Je savais qui j'étais... Mais je me suis perdu.e en route
- Jessica Bastonnais
- 24 août 2025
- 2 min de lecture
Dernière mise à jour : il y a 6 jours
Il y a une nuance importante que peu de gens osent nommer : parfois, on ne se perd pas soudainement. On se perd lentement, à force de s’adapter.
Beaucoup de personnes arrivent en coaching en disant : « Avant, je savais qui j’étais. Aujourd’hui, je ne sais plus. »Et souvent, en explorant ensemble, on réalise quelque chose de plus subtil : elles ont toujours senti qui elles étaient… sans jamais avoir vraiment eu l’espace pour l’assumer.
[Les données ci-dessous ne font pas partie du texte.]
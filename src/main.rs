//! Snipe monitor service: binary entrypoint.
//! Boots the Axum HTTP server with the poll loop, dispatcher and sequencer wired in.

use std::sync::Arc;

use anyhow::Context;
use shuttle_axum::ShuttleAxum;

use snipe_monitor::api::{self, AppState};
use snipe_monitor::config::MonitorConfig;
use snipe_monitor::ingest::providers::{build_analyzer, build_provider};
use snipe_monitor::metrics::Metrics;
use snipe_monitor::{telemetry, Monitor, NotifierMux};

#[shuttle_runtime::main]
async fn axum() -> ShuttleAxum {
    // Load .env in local/dev; no-op in prod environments.
    let _ = dotenvy::dotenv();

    telemetry::init_tracing();

    let cfg = MonitorConfig::load_default().context("loading monitor config")?;
    let provider = build_provider(&cfg);
    let channel = Arc::new(NotifierMux::from_env());
    tracing::info!(
        provider = provider.name(),
        channels = channel.len(),
        interval_secs = cfg.poll.interval_secs,
        "monitor configured"
    );

    let monitor = Monitor::new(&cfg, provider, channel);
    if cfg.poll.auto_arm {
        monitor.scheduler.arm_current();
    }

    let metrics = Metrics::init()?;
    let state = AppState::new(monitor).with_analyzer(build_analyzer(&cfg));
    let router = api::router(state).merge(metrics.router());

    Ok(router.into())
}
Quand on grandit dans un environnement où nos élans sont redirigés, nos préférences questionnées, nos émotions minimisées, on apprend à se contenir. À faire attention. À ne pas déranger. À choisir ce qui est logique plutôt que ce qui est vivant.
Alors on devient expert·e pour répondre aux attentes. Pour prendre soin des autres. Pour fonctionner. Mais pas nécessairement pour se choisir.
Il arrive parfois un moment charnière dans la vie : une rupture, une transition, une fatigue profonde, un trop-plein. Un moment où quelque chose ne peut plus continuer comme avant. Et ce moment, aussi inconfortable soit-il, devient une porte.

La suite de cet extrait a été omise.